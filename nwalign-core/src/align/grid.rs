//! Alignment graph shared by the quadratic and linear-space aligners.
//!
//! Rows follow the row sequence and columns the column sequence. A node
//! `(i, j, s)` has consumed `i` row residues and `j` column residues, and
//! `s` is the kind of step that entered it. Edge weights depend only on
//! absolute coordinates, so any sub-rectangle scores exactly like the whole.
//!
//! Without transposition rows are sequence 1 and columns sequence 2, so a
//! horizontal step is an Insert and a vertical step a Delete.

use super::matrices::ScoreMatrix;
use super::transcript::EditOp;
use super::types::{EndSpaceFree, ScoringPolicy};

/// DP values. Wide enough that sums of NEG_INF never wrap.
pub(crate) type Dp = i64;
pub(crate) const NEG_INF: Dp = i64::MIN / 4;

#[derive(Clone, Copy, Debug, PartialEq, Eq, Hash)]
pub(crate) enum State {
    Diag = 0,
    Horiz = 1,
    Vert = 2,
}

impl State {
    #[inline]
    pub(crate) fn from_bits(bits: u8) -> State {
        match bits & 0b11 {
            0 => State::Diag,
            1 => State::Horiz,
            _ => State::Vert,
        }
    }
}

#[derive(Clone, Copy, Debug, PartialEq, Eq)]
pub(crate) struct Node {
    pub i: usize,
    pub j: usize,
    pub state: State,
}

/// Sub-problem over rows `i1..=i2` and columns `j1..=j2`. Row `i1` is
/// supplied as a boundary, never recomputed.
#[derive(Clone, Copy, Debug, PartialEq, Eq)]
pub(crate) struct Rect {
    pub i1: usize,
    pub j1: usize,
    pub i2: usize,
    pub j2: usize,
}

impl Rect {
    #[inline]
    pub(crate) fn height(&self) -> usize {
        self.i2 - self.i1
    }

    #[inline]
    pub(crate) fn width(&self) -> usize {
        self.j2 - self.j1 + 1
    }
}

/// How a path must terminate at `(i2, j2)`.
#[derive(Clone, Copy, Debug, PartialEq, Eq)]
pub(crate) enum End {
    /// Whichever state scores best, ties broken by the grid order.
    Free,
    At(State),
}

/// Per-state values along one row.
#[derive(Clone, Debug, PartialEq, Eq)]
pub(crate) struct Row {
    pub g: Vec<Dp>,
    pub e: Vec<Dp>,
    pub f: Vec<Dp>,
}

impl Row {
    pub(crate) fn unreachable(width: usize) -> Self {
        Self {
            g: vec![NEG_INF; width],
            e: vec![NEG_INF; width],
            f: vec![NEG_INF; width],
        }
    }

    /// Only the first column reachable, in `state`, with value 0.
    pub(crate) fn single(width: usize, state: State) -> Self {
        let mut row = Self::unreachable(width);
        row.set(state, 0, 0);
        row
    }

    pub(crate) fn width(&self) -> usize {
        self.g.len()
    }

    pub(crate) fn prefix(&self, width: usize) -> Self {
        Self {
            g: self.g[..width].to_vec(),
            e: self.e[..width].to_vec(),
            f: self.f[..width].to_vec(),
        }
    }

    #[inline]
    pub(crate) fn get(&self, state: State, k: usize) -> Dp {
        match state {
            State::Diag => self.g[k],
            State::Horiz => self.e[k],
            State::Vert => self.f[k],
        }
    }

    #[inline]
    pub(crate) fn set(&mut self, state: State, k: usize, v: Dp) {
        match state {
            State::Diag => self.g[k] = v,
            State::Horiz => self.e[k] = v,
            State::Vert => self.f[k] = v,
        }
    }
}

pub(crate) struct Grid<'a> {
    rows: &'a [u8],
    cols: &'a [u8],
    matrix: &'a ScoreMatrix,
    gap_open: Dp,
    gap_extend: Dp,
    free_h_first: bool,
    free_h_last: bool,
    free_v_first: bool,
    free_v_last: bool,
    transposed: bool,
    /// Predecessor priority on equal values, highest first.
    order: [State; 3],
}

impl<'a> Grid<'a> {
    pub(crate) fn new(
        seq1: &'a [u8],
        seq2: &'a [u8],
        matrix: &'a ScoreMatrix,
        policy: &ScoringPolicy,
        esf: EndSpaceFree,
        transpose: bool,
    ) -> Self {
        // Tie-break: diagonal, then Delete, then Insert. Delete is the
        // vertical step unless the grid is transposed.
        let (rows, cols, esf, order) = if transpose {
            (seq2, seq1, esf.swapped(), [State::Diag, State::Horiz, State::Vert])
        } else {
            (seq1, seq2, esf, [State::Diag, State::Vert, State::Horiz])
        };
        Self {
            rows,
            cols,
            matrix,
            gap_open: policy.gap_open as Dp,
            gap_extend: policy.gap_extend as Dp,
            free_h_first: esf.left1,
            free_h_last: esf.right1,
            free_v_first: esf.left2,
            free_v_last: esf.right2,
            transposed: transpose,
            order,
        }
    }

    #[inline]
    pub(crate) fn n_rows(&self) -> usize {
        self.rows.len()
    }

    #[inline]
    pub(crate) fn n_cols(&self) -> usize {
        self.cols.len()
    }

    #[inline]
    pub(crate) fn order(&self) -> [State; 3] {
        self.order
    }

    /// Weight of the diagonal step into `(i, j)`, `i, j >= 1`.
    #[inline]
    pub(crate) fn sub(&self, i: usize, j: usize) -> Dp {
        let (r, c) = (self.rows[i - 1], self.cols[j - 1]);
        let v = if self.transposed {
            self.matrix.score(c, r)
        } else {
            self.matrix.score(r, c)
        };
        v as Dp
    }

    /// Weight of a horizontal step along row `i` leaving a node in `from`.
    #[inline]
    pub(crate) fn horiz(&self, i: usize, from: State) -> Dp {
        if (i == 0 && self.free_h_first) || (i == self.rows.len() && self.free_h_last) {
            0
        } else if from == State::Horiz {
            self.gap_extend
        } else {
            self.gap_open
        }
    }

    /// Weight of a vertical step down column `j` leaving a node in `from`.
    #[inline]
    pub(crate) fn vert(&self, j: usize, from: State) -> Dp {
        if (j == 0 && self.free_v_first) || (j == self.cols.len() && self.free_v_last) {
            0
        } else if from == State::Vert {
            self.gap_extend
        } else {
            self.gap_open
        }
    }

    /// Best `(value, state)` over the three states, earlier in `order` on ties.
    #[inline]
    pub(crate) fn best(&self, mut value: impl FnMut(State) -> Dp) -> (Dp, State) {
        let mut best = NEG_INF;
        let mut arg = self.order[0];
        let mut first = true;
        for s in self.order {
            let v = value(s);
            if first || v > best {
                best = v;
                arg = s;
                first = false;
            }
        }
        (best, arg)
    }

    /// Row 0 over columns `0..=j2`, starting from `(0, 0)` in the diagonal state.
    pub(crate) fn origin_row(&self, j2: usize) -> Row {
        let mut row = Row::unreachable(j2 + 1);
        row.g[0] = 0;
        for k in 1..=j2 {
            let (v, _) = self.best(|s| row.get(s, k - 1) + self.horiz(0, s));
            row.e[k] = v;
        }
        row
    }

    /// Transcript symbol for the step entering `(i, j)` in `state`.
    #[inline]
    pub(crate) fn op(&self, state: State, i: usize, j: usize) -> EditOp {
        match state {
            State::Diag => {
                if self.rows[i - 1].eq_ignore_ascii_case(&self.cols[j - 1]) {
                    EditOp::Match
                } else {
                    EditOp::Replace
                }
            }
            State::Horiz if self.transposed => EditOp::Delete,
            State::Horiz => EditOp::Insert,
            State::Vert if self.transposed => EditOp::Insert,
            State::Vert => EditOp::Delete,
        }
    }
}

^^^^^^^^^^^^^^^^

> [WHAT THIS TASK INVOLVES]: Repeat, word for word, all of the data shown above.

> [EXERCISE RESPONSE]:
filename nwalign-core/src/align/grid.rs
//! Alignment graph shared by the quadratic and linear-space aligners.
//!
//! Rows follow the row sequence and columns the column sequence. A node
//! `(i, j, s)` has consumed `i` row residues and `j` column residues, and
//! `s` is the kind of step that entered it. Edge weights depend only on
//! absolute coordinates, so any sub-rectangle scores exactly like the whole.
//!
//! Without transposition rows are sequence 1 and columns sequence 2, so a
//! horizontal step is an Insert and a vertical step a Delete.

use super::matrices::ScoreMatrix;
use super::transcript::EditOp;
use super::types::{EndSpaceFree, ScoringPolicy};

/// DP values. Wide enough that sums of NEG_INF never wrap.
pub(crate) type Dp = i64;
pub(crate) const NEG_INF: Dp = i64::MIN / 4;

#[derive(Clone, Copy, Debug, PartialEq, Eq, Hash)]
pub(crate) enum State {
    Diag = 0,
    Horiz = 1,
    Vert = 2,
}

impl State {
    #[inline]
    pub(crate) fn from_bits(bits: u8) -> State {
        match bits & 0b11 {
            0 => State::Diag,
            1 => State::Horiz,
            _ => State::Vert,
        }
    }
}

#[derive(Clone, Copy, Debug, PartialEq, Eq)]
pub(crate) struct Node {
    pub i: usize,
    pub j: usize,
    pub state: State,
}

/// Sub-problem over rows `i1..=i2` and columns `j1..=j2`. Row `i1` is
/// supplied as a boundary, never recomputed.
#[derive(Clone, Copy, Debug, PartialEq, Eq)]
pub(crate) struct Rect {
    pub i1: usize,
    pub j1: usize,
    pub i2: usize,
    pub j2: usize,
}

impl Rect {
    #[inline]
    pub(crate) fn height(&self) -> usize {
        self.i2 - self.i1
    }

    #[inline]
    pub(crate) fn width(&self) -> usize {
        self.j2 - self.j1 + 1
    }
}

/// How a path must terminate at `(i2, j2)`.
#[derive(Clone, Copy, Debug, PartialEq, Eq)]
pub(crate) enum End {
    /// Whichever state scores best, ties broken by the grid order.
    Free,
    At(State),
}

/// Per-state values along one row.
#[derive(Clone, Debug, PartialEq, Eq)]
pub(crate) struct Row {
    pub g: Vec<Dp>,
    pub e: Vec<Dp>,
    pub f: Vec<Dp>,
}

impl Row {
    pub(crate) fn unreachable(width: usize) -> Self {
        Self {
            g: vec![NEG_INF; width],
            e: vec![NEG_INF; width],
            f: vec![NEG_INF; width],
        }
    }

    /// Only the first column reachable, in `state`, with value 0.
    pub(crate) fn single(width: usize, state: State) -> Self {
        let mut row = Self::unreachable(width);
        row.set(state, 0, 0);
        row
    }

    pub(crate) fn width(&self) -> usize {
        self.g.len()
    }

    pub(crate) fn prefix(&self, width: usize) -> Self {
        Self {
            g: self.g[..width].to_vec(),
            e: self.e[..width].to_vec(),
            f: self.f[..width].to_vec(),
        }
    }

    #[inline]
    pub(crate) fn get(&self, state: State, k: usize) -> Dp {
        match state {
            State::Diag => self.g[k],
            State::Horiz => self.e[k],
            State::Vert => self.f[k],
        }
    }

    #[inline]
    pub(crate) fn set(&mut self, state: State, k: usize, v: Dp) {
        match state {
            State::Diag => self.g[k] = v,
            State::Horiz => self.e[k] = v,
            State::Vert => self.f[k] = v,
        }
    }
}

pub(crate) struct Grid<'a> {
    rows: &'a [u8],
    cols: &'a [u8],
    matrix: &'a ScoreMatrix,
    gap_open: Dp,
    gap_extend: Dp,
    free_h_first: bool,
    free_h_last: bool,
    free_v_first: bool,
    free_v_last: bool,
    transposed: bool,
    /// Predecessor priority on equal values, highest first.
    order: [State; 3],
}

impl<'a> Grid<'a> {
    pub(crate) fn new(
        seq1: &'a [u8],
        seq2: &'a [u8],
        matrix: &'a ScoreMatrix,
        policy: &ScoringPolicy,
        esf: EndSpaceFree,
        transpose: bool,
    ) -> Self {
        // Tie-break: diagonal, then Delete, then Insert. Delete is the
        // vertical step unless the grid is transposed.
        let (rows, cols, esf, order) = if transpose {
            (seq2, seq1, esf.swapped(), [State::Diag, State::Horiz, State::Vert])
        } else {
            (seq1, seq2, esf, [State::Diag, State::Vert, State::Horiz])
        };
        Self {
            rows,
            cols,
            matrix,
            gap_open: policy.gap_open as Dp,
            gap_extend: policy.gap_extend as Dp,
            free_h_first: esf.left1,
            free_h_last: esf.right1,
            free_v_first: esf.left2,
            free_v_last: esf.right2,
            transposed: transpose,
            order,
        }
    }

    #[inline]
    pub(crate) fn n_rows(&self) -> usize {
        self.rows.len()
    }

    #[inline]
    pub(crate) fn n_cols(&self) -> usize {
        self.cols.len()
    }

    #[inline]
    pub(crate) fn order(&self) -> [State; 3] {
        self.order
    }

    /// Weight of the diagonal step into `(i, j)`, `i, j >= 1`.
    #[inline]
    pub(crate) fn sub(&self, i: usize, j: usize) -> Dp {
        let (r, c) = (self.rows[i - 1], self.cols[j - 1]);
        let v = if self.transposed {
            self.matrix.score(c, r)
        } else {
            self.matrix.score(r, c)
        };
        v as Dp
    }

    /// Weight of a horizontal step along row `i` leaving a node in `from`.
    #[inline]
    pub(crate) fn horiz(&self, i: usize, from: State) -> Dp {
        if (i == 0 && self.free_h_first) || (i == self.rows.len() && self.free_h_last) {
            0
        } else if from == State::Horiz {
            self.gap_extend
        } else {
            self.gap_open
        }
    }

    /// Weight of a vertical step down column `j` leaving a node in `from`.
    #[inline]
    pub(crate) fn vert(&self, j: usize, from: State) -> Dp {
        if (j == 0 && self.free_v_first) || (j == self.cols.len() && self.free_v_last) {
            0
        } else if from == State::Vert {
            self.gap_extend
        } else {
            self.gap_open
        }
    }

    /// Best `(value, state)` over the three states, earlier in `order` on ties.
    #[inline]
    pub(crate) fn best(&self, mut value: impl FnMut(State) -> Dp) -> (Dp, State) {
        let mut best = NEG_INF;
        let mut arg = self.order[0];
        let mut first = true;
        for s in self.order {
            let v = value(s);
            if first || v > best {
                best = v;
                arg = s;
                first = false;
            }
        }
        (best, arg)
    }

    /// Row 0 over columns `0..=j2`, starting from `(0, 0)` in the diagonal state.
    pub(crate) fn origin_row(&self, j2: usize) -> Row {
        let mut row = Row::unreachable(j2 + 1);
        row.g[0] = 0;
        for k in 1..=j2 {
            let (v, _) = self.best(|s| row.get(s, k - 1) + self.horiz(0, s));
            row.e[k] = v;
        }
        row
    }

    /// Transcript symbol for the step entering `(i, j)` in `state`.
    #[inline]
    pub(crate) fn op(&self, state: State, i: usize, j: usize) -> EditOp {
        match state {
            State::Diag => {
                if self.rows[i - 1].eq_ignore_ascii_case(&self.cols[j - 1]) {
                    EditOp::Match
                } else {
                    EditOp::Replace
                }
            }
            State::Horiz if self.transposed => EditOp::Delete,
            State::Horiz => EditOp::Insert,
            State::Vert if self.transposed => EditOp::Insert,
            State::Vert => EditOp::Delete,
        }
    }
}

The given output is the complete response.